Le cose non vanno troppo bene per il “business” e c’è molta preoccupazione tra i partecipanti a Davos (dice Scwhab) perché il 2023 porta con la guerra in Ucraina vari problemi:
1. una forte inflazione (che durerà per almeno due anni) con conseguente ulteriore impoverimento delle fasce povere (ma anche del ceto medio) sia in America che in Europa.
2. Il debito pubblico e privato  che è altissimo (360% del Pil mondiale, era al 100% a fine anni ‘70).
3. conflitti geopolitici con Cina e Russia che possono portare a guerre (Taiwan,…).
4. Potenziale nuovo sistema monetario mondiale con relativo declino del dollaro e difficoltà nei rifornimenti energetici e di materie prime.
5. crisi climatica che, da un lato, reclama radicali cambiamenti nel modo di produrre e consumare, dall’altro potrebbe confliggere con i nuovi business dell’ambiente se si traducono in ulteriori sacrifici, date le enormi disuguaglianze, per le classi più povere e il ceto medio, che potrebbero “rivoltarsi contro il sistema”.

C’è anche una “gara” tra sinistra e destra per avere i voti dei ceti più deboli (già impoveriti negli ultimi 20 anni), ma che lo saranno ancora di più in futuro.
Tra i banchieri e la finanza c’è la coscienza che dopo le “magnifiche sorti e progressive” del neo-liberismo avviato dopo il crollo dell’URSS, la crisi del 2008, sfociata col fallimento di Lehman Brothers, non è affatto superata.

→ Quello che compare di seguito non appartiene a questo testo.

use std::error::Error as StdError;
use std::hash::Hash;
use std::sync::Arc;
use std::sync::atomic::{AtomicBool, Ordering};
use std::time::{Duration, Instant};

use serde::{Deserialize, Serialize};
use tracing::{debug, info, warn};
use visage_metric::Metric;

use crate::error::TripletError;
use crate::loss::{LossOutcome, TripletLoss};
use crate::miner::TripletMiner;
use crate::sampler::{BatchSampler, SamplerConfig};

/// The embedding network as seen by the training loop.
///
/// Implementations own their parameters and optimizer; the trainer only
/// hands them batch positions and loss gradients.
pub trait TrainableModel {
    type Error: StdError + Send + Sync + 'static;

    /// Embeds the dataset samples at `indices`, one row per index.
    fn forward(&mut self, indices: &[usize]) -> Result<Vec<Vec<f32>>, Self::Error>;

    /// Applies one optimizer step from dL/d(embedding) per batch row.
    fn step(&mut self, grads: &[Vec<f32>]) -> Result<(), Self::Error>;
}

/// Fields every checkpoint record carries. Parameter and optimizer state
/// are serialized by the sink from the model itself.
#[derive(Debug, Clone, PartialEq, Serialize, Deserialize)]
pub struct CheckpointMeta {
    pub epoch: usize,
    pub run_id: String,
    pub model_id: String,
}

/// Receives a checkpoint at the end of every completed epoch.
pub trait CheckpointSink<M> {
    fn save(
        &mut self,
        meta: &CheckpointMeta,
        model: &M,
    ) -> Result<(), Box<dyn StdError + Send + Sync>>;
}

/// Cooperative stop request, honored between batches only.
#[derive(Debug, Clone, Default)]
pub struct StopFlag(Arc<AtomicBool>);

impl StopFlag {
    pub fn new() -> Self {
        Self::default()
    }

    pub fn stop(&self) {
        self.0.store(true, Ordering::SeqCst);
    }

    pub fn is_stopped(&self) -> bool {
        self.0.load(Ordering::SeqCst)
    }
}

/// Training loop configuration.
#[derive(Debug, Clone, Serialize, Deserialize)]
pub struct TrainerConfig {
    #[serde(default)]
    pub sampler: SamplerConfig,

    /// Triplet margin shared by miner and loss. Default: 1.0.
    #[serde(default)]
    pub margin: f32,

    #[serde(default)]
    pub metric: Metric,

    /// Log running averages every this many batches. Default: 10.
    #[serde(default)]
    pub log_every: usize,

    /// Identifies this run in checkpoints.
    #[serde(default)]
    pub run_id: String,

    /// Embedding model identifier written into checkpoints.
    #[serde(default)]
    pub model_id: String,
}

impl Default for TrainerConfig {
    fn default() -> Self {
        Self {
            sampler: SamplerConfig::default(),
            margin: 1.0,
            metric: Metric::Euclidean,
            log_every: 10,
            run_id: String::new(),
            model_id: String::new(),
        }
    }
}

impl TrainerConfig {
    fn with_defaults(mut self) -> Self {
        if self.margin == 0.0 {
            self.margin = 1.0;
        }
        if self.log_every == 0 {
            self.log_every = 10;
        }
        self
    }
}

/// Summary of one epoch.
#[derive(Debug, Clone, Default, Serialize)]
pub struct EpochReport {
    pub epoch: usize,

    /// Batches whose optimizer step ran.
    pub batches: usize,

    /// Batches skipped because no triplets were mined.
    pub skipped: usize,

    /// Total triplets across stepped batches.
    pub triplets: usize,

    /// Mean batch loss over stepped batches, `None` if none stepped.
    pub mean_loss: Option<f32>,

    pub forward_time: Duration,
    pub loss_time: Duration,
    pub step_time: Duration,

    /// The stop flag ended this epoch early.
    pub cancelled: bool,
}

/// Drives sampler, model, miner and loss through whole epochs.
///
/// Batches run strictly one after another: a batch's optimizer step
/// completes before the next batch is drawn.
pub struct Trainer<L> {
    cfg: TrainerConfig,
    sampler: BatchSampler<L>,
    miner: TripletMiner,
    loss: TripletLoss,
    stop: StopFlag,
}

impl<L: Clone + Eq + Hash + Sync> Trainer<L> {
    /// `labels` holds the label of every dataset sample, by position.
    pub fn new(labels: &[L], cfg: TrainerConfig) -> Result<Self, TripletError> {
        let cfg = cfg.with_defaults();
        let sampler = BatchSampler::new(labels, cfg.sampler.clone())?;
        let miner = TripletMiner::new(cfg.margin, cfg.metric)?;
        let loss = TripletLoss::new(cfg.margin, cfg.metric)?;
        Ok(Self {
            cfg,
            sampler,
            miner,
            loss,
            stop: StopFlag::new(),
        })
    }

    /// Handle that stops training at the next batch boundary.
    pub fn stop_flag(&self) -> StopFlag {
        self.stop.clone()
    }

    /// Runs one epoch.
    pub fn train_epoch<M: TrainableModel>(
        &mut self,
        epoch: usize,
        model: &mut M,
    ) -> Result<EpochReport, TripletError> {
        let mut report = EpochReport {
            epoch,
            ..Default::default()
        };
        let mut loss_sum = 0.0f64;
        let log_every = self.cfg.log_every;

        for (batch_idx, batch) in self.sampler.epoch().enumerate() {
            if self.stop.is_stopped() {
                report.cancelled = true;
                break;
            }

            let timing = Instant::now();
            let embeddings = model
                .forward(&batch.indices)
                .map_err(|e| TripletError::Model(Box::new(e)))?;
            report.forward_time += timing.elapsed();

            let timing = Instant::now();
            let mined = self.miner.mine(&embeddings, &batch.labels)?;
            let outcome = self.loss.forward(&mined.distances, &mined.triplets)?;
            report.loss_time += timing.elapsed();

            let batch_loss = match outcome {
                LossOutcome::NoTriplets => {
                    warn!(epoch, batch = batch_idx, "trainer: no triplets mined, skipping step");
                    report.skipped += 1;
                    continue;
                }
                LossOutcome::Computed(r) => r.loss,
            };

            let timing = Instant::now();
            let grads = self.loss.backward(&embeddings, &mined.triplets)?;
            model
                .step(&grads)
                .map_err(|e| TripletError::Model(Box::new(e)))?;
            report.step_time += timing.elapsed();

            report.batches += 1;
            report.triplets += mined.triplets.len();
            loss_sum += batch_loss as f64;
            debug!(
                epoch,
                batch = batch_idx,
                loss = batch_loss,
                triplets = mined.triplets.len(),
                semi_hard = mined.semi_hard,
                fallback = mined.fallback,
                "trainer: batch"
            );

            if report.batches % log_every == 0 {
                let n = report.batches as u32;
                info!(
                    epoch,
                    batch = batch_idx,
                    training_loss = loss_sum / report.batches as f64,
                    forward_ms = (report.forward_time / n).as_secs_f64() * 1e3,
                    loss_ms = (report.loss_time / n).as_secs_f64() * 1e3,
                    step_ms = (report.step_time / n).as_secs_f64() * 1e3,
                    "trainer: progress"
                );
            }
        }

        if report.batches > 0 {
            report.mean_loss = Some((loss_sum / report.batches as f64) as f32);
        }
        info!(
            epoch,
            batches = report.batches,
            skipped = report.skipped,
            mean_loss = report.mean_loss,
            cancelled = report.cancelled,
            "trainer: epoch done"
        );
        Ok(report)
    }

    /// Runs `epochs` epochs, checkpointing after each completed one.
    ///
    /// Returns early, without a checkpoint, when the stop flag interrupts an
    /// epoch.
    pub fn fit<M: TrainableModel>(
        &mut self,
        model: &mut M,
        epochs: usize,
        mut sink: Option<&mut dyn CheckpointSink<M>>,
    ) -> Result<Vec<EpochReport>, TripletError> {
        let mut reports = Vec::with_capacity(epochs);
        for epoch in 0..epochs {
            info!(epoch = epoch + 1, epochs, "trainer: epoch start");
            let report = self.train_epoch(epoch, model)?;
            let cancelled = report.cancelled;
            reports.push(report);
            if cancelled {
                break;
            }
            if let Some(sink) = sink.as_deref_mut() {
                let meta = CheckpointMeta {
                    epoch,
                    run_id: self.cfg.run_id.clone(),
                    model_id: self.cfg.model_id.clone(),
                };
                sink.save(&meta, model).map_err(TripletError::Model)?;
            }
        }
        Ok(reports)
    }
}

La modifica avviata nel 1999 su come operano le banche e la finanza accentua le disuguaglianze e non aiuta imprese e famiglie a prosperare nell’economia reale.
La forte spinta alla recente iper inflazione è venuta proprio dalla speculazione di 54 banche occidentali e 154 fondi finanziari che hanno acquistato tutto il possibile alla borsa del gas Ttf di Amsterdam un anno prima dell’invasione dell’Ucraina, con aumenti del prezzo del gas già dieci mesi prima dello scoppio del conflitto russo-ucraino e hanno contribuito all’inflazione più della guerra stessa.
Poiché nel frattempo l’Europa politica non è nata e gli Stati si sono indeboliti, chi domina è la finanza, mentre i cittadini subiscono le conseguenze degli speculatori e delle grandi corporations.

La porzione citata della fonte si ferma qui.